So how are we to interpret ossuaries? They have commonly been described as memento mori, (reminders of death) that force their spectators to reflect on their own mortality. Paul Koudounaris notes however that to understand them as memento mori may no longer apply, since the context in which we understand death has shifted significantly and has altered their message.12 He suggests that:
What we call memento mori is perhaps something more along the lines of timor mortis13: instead of simply reminding us of our own mortality, death tends to provoke fear. We should understand that the bone houses of centuries past were sacred sites, and many incorporated chapels for worship, making them places not of fear, but of eschatological hope.14
The sacred nature of ossuaries and their message of hope is often difficult to grasp for the modern visitor. Koudounaris points to the post-Enlightenment era as a significant paradigm shift. A heightened preoccupation with hygiene and transmission of disease resulted in efforts to clean up churchyards and cemeteries and to keep a safe distance between the living and the dead. There was a new understanding of the dead as highly contaminated and their presence inside sacred sites such as churches was mostly abandoned.15 Thus, the proliferation of ossuaries at its peak was understood as a symbol of hope and as spaces of purity. Post-enlightenment and in our contemporary context, these displays of bones inside churches and chapels are more often viewed as strange, dark, and disturbing.

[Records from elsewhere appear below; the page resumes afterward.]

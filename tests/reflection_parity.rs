use miniray::options::MinifyOptions;

/// Property 8: reflecting the minifier's own output reproduces the same
/// bindings, entry-point stages, and struct sizes the minifier reported for
/// the original source.
#[test]
fn reflecting_minified_output_matches_original_reflection() {
    let source = "struct P { pos: vec3f, vel: f32 }\n@group(0) @binding(0) var<storage, read_write> data: array<P, 10000>;\n@compute @workgroup_size(64) fn main() {}";
    let result = miniray::minify_and_reflect(source, &MinifyOptions::default());
    assert!(result.errors.is_empty(), "{:?}", result.errors);

    let reparsed = miniray::reflect(&result.code);

    let original_pairs: Vec<(u32, u32)> = result.reflect.bindings.iter().map(|b| (b.group, b.binding)).collect();
    let reparsed_pairs: Vec<(u32, u32)> = reparsed.bindings.iter().map(|b| (b.group, b.binding)).collect();
    assert_eq!(original_pairs, reparsed_pairs);

    let original_stages: Vec<&str> = result.reflect.entry_points.iter().map(|e| e.stage).collect();
    let reparsed_stages: Vec<&str> = reparsed.entry_points.iter().map(|e| e.stage).collect();
    assert_eq!(original_stages, reparsed_stages);

    for (before, after) in result.reflect.structs.values().zip(reparsed.structs.values()) {
        assert_eq!(before.size, after.size);
        assert_eq!(before.alignment, after.alignment);
    }
}

#[test]
fn minified_output_never_exceeds_original_size() {
    let sources = [
        "const x : f32 = 1.0;\nfn foo() -> f32 { return x + 2.0; }",
        "struct U { t: f32 }\n@group(0) @binding(0) var<uniform> uniforms: U;\n@fragment fn main() -> @location(0) vec4f { return vec4f(uniforms.t); }",
        "@compute @workgroup_size(8, 8) fn main() {}",
    ];
    for source in sources {
        let result = miniray::minify(source, &MinifyOptions::default());
        assert!(result.errors.is_empty(), "{:?}", result.errors);
        assert!(result.minified_size <= result.original_size, "source: {source}");
    }
}
//! Byte offsets and spans threaded through every token, AST node, and diagnostic.
//!
//! Re-exports [`text_size`]'s newtypes so offset arithmetic never silently mixes
//! bytes with other units, and adds the line index used to project a byte
//! offset into a (line, UTF-16 column) pair for diagnostics and source maps.

pub use text_size::{TextRange, TextSize};

/// Pre-scans source text once, recording the byte offset of every line start.
///
/// Lookups are binary search over the recorded offsets. Recognized line
/// terminators: LF, CRLF (one logical newline), lone CR. Offsets past the end
/// of the source clamp to the last valid position instead of failing, so
/// diagnostics and source maps never panic on an out-of-range span.
#[derive(Debug, Clone)]
pub struct LineIndex {
    /// Byte offset of the start of each line. `line_starts[0]` is always 0.
    line_starts: Vec<TextSize>,
    source_len: TextSize,
}

/// A 0-based line and 0-based column, in the units requested by the caller.
#[derive(Debug, Clone, Copy, PartialEq, Eq, PartialOrd, Ord)]
pub struct LineCol {
    pub line: u32,
    pub column: u32,
}

impl LineIndex {
    /// Scans `source` once and records every line start.
    #[must_use]
    pub fn new(source: &str) -> Self {
        let mut line_starts = vec![TextSize::from(0)];
        let bytes = source.as_bytes();
        let mut i = 0usize;
        while i < bytes.len() {
            match bytes[i] {
                b'\r' => {
                    // CRLF is one logical newline; lone CR is also one.
                    let next = if i + 1 < bytes.len() && bytes[i + 1] == b'\n' { i + 2 } else { i + 1 };
                    line_starts.push(TextSize::try_from(next).expect("source too large"));
                    i = next;
                }
                b'\n' => {
                    line_starts.push(TextSize::try_from(i + 1).expect("source too large"));
                    i += 1;
                }
                _ => i += 1,
            }
        }
        Self {
            line_starts,
            source_len: TextSize::try_from(source.len()).expect("source too large"),
        }
    }

    fn clamp(&self, offset: TextSize) -> TextSize {
        offset.min(self.source_len)
    }

    /// Returns the 0-based line number containing `offset`, clamping out-of-range offsets.
    #[must_use]
    pub fn line(&self, offset: TextSize) -> u32 {
        let offset = self.clamp(offset);
        match self.line_starts.binary_search(&offset) {
            Ok(exact) => exact as u32,
            Err(insert_at) => (insert_at - 1) as u32,
        }
    }

    /// Converts a byte offset into a (line, byte-column) pair, clamping out-of-range offsets.
    #[must_use]
    pub fn line_col_byte(&self, offset: TextSize) -> LineCol {
        let offset = self.clamp(offset);
        let line = self.line(offset);
        let line_start = self.line_starts[line as usize];
        LineCol { line, column: u32::from(offset - line_start) }
    }

    /// Converts a byte offset into a (line, UTF-16 column) pair, clamping out-of-range offsets.
    ///
    /// Source map output requires UTF-16 columns: a supplementary-plane code
    /// point (outside the BMP) counts as two units, matching JavaScript's
    /// notion of string length.
    #[must_use]
    pub fn line_col_utf16(&self, source: &str, offset: TextSize) -> LineCol {
        let offset = self.clamp(offset);
        let line = self.line(offset);
        let line_start = self.line_starts[line as usize];
        let line_text = &source[usize::from(line_start)..usize::from(offset)];
        let column: u32 = line_text.chars().map(|c| u32::from(c.len_utf16() as u32)).sum();
        LineCol { line, column }
    }

    /// Converts a (line, byte-column) pair back to a byte offset, clamping out-of-range inputs.
    #[must_use]
    pub fn offset(&self, line: u32, byte_column: u32) -> TextSize {
        let line = (line as usize).min(self.line_starts.len() - 1);
        let line_start = self.line_starts[line];
        let line_end = self
            .line_starts
            .get(line + 1)
            .copied()
            .unwrap_or(self.source_len);
        (line_start + TextSize::from(byte_column)).min(line_end).min(self.source_len)
    }
}

#[cfg(test)]
mod tests {
    use super::*;

    #[test]
    fn round_trip_byte_columns() {
        let source = "abc\ndef\r\nghi\rjkl";
        let index = LineIndex::new(source);
        for (pos, _) in source.char_indices() {
            let offset = TextSize::try_from(pos).unwrap();
            let lc = index.line_col_byte(offset);
            let back = index.offset(lc.line, lc.column);
            assert_eq!(back, offset, "round-trip failed at byte {pos}");
        }
    }

    #[test]
    fn crlf_is_one_newline() {
        let index = LineIndex::new("a\r\nb");
        assert_eq!(index.line(TextSize::from(3)), 1);
        assert_eq!(index.line_col_byte(TextSize::from(3)), LineCol { line: 1, column: 0 });
    }

    #[test]
    fn out_of_range_clamps() {
        let index = LineIndex::new("abc");
        let lc = index.line_col_byte(TextSize::from(1000));
        assert_eq!(lc, LineCol { line: 0, column: 3 });
    }

    #[test]
    fn utf16_counts_supplementary_plane_as_two() {
        // U+1F600 is outside the BMP and needs a surrogate pair (2 UTF-16 units).
        let source = "a\u{1F600}b";
        let index = LineIndex::new(source);
        let offset_of_b = TextSize::try_from(source.find('b').unwrap()).unwrap();
        let lc = index.line_col_utf16(source, offset_of_b);
        assert_eq!(lc.column, 3); // 'a' (1) + emoji (2)
    }
}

However, many ossuaries actually served as early memorials and sites of commemoration. Again, this is difficult for the modern viewer to understand, because Western contemporary memorial practices most often render bodies invisible. Koudounaris reveals that “the first structures to be decorated with human remains were, in fact, military tributes, and the desire to create a memorial from the bones of those who have been massacred has continued into the modern era.” One recent example given is the Cambodian genocide memorial which features 5000 skulls that were recovered from the killing fields. Regardless, the draw for contemporary tourists to ossuaries has little to do with memorialization or remembrance of the dead. Western cultural norms prescribe that corpses and bones should not be looked at, and moreover, cultural taboos keep dead bodies out of the public sphere. Cultural taboos around not looking at dead bodies are what make looking at the bones of ossuaries such a spectacle for tourists. They are called to look at exactly what they are not supposed to look at.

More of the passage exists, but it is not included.